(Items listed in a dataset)
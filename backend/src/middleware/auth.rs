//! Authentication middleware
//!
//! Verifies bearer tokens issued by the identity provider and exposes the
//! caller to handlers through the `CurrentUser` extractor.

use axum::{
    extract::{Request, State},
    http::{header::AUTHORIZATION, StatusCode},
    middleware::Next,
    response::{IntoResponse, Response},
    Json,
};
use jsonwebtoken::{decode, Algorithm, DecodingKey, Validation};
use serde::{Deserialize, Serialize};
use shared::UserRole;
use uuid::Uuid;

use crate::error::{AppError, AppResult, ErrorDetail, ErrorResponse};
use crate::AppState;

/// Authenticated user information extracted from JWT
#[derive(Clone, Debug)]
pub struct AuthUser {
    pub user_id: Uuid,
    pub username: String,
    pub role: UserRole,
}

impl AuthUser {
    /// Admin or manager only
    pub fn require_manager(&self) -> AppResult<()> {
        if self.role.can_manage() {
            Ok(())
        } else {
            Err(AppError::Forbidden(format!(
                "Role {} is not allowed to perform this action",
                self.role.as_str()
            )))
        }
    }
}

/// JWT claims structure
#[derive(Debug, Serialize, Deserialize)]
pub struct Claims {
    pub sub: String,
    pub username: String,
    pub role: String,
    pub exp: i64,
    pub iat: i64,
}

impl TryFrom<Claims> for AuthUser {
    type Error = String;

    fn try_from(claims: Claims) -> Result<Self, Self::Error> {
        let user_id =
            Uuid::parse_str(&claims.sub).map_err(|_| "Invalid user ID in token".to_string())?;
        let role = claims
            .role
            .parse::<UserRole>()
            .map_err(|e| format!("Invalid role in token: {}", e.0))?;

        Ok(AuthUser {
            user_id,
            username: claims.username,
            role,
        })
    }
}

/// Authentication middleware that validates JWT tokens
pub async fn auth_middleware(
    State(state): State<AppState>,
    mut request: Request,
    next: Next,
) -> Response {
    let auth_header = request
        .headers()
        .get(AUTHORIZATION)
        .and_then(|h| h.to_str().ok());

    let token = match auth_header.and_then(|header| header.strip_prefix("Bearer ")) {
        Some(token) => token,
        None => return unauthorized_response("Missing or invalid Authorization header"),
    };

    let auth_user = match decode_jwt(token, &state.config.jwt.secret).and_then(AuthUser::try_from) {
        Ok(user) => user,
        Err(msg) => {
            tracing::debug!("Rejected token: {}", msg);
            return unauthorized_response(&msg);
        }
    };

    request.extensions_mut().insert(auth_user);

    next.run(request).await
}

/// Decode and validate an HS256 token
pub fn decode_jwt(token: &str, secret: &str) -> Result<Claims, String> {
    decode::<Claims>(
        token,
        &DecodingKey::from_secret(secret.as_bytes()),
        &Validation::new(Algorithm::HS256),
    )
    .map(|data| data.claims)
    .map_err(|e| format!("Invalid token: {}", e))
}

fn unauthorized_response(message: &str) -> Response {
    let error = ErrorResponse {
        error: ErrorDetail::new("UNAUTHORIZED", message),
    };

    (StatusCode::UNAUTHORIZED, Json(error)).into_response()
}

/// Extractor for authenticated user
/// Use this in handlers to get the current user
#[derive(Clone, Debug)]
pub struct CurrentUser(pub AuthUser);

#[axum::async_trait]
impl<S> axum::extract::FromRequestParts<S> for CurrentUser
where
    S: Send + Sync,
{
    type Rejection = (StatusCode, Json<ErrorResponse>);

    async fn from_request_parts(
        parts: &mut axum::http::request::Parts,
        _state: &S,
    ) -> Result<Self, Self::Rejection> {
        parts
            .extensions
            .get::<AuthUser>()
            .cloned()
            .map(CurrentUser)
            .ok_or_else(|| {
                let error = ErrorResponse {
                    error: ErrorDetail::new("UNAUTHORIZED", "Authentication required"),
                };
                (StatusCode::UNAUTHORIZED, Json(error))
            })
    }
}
...
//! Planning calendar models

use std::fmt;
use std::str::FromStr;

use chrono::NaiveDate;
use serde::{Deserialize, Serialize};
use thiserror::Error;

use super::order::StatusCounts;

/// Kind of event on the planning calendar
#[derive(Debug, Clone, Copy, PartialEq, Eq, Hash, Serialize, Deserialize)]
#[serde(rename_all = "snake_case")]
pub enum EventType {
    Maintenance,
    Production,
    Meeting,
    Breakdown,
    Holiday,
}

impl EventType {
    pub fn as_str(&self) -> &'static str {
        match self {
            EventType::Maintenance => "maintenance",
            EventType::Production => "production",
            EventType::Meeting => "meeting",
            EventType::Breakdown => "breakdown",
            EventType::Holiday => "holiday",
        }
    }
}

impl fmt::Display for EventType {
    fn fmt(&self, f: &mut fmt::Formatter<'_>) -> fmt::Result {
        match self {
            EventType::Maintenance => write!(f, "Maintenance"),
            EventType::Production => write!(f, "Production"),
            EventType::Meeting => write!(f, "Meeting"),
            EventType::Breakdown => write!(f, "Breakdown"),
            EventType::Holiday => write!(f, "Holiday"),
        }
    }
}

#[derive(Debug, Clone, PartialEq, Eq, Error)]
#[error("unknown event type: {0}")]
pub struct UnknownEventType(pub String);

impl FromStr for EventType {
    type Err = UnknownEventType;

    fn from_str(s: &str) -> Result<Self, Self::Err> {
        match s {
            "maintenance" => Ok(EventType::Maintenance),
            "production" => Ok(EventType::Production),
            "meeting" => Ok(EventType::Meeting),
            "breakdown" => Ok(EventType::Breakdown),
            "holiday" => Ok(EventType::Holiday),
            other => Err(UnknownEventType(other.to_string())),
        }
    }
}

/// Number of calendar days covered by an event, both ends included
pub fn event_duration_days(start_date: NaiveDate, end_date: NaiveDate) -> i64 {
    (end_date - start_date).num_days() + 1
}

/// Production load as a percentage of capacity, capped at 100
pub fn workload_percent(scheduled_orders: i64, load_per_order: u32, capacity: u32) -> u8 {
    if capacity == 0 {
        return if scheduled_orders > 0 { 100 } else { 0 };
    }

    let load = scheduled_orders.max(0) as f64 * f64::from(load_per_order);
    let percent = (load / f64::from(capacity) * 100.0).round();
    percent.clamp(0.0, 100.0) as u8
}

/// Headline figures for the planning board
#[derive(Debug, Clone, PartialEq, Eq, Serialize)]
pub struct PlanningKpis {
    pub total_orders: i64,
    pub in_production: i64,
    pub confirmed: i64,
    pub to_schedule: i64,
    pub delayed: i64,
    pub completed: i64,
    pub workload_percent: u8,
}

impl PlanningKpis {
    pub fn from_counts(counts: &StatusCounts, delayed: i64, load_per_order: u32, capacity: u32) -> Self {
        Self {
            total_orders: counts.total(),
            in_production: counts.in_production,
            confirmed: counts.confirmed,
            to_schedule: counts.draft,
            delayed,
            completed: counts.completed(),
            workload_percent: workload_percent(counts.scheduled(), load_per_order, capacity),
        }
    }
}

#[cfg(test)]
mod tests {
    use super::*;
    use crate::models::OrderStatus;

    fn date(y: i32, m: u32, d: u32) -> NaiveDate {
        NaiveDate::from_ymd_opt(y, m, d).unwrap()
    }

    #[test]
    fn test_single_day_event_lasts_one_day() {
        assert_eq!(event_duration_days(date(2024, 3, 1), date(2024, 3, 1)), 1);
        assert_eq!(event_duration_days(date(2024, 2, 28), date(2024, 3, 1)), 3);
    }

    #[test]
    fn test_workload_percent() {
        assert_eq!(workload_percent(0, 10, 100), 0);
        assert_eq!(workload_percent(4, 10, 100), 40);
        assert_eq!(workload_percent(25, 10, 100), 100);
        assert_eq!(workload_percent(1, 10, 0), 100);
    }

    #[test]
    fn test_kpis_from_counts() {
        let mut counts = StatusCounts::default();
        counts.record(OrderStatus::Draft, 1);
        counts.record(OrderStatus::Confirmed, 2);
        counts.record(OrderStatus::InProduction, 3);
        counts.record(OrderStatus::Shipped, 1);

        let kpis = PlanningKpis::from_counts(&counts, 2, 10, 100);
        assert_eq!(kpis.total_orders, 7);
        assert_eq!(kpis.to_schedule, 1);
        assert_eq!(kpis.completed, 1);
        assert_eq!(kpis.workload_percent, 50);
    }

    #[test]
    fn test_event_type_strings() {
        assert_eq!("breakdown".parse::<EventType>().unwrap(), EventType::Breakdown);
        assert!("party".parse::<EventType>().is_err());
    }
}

__What you need to do__. If a line in the data contains the string "completed", copy it.

__Answer section__.
    pub completed: i64,
            completed: counts.completed(),
        assert_eq!(kpis.completed, 1);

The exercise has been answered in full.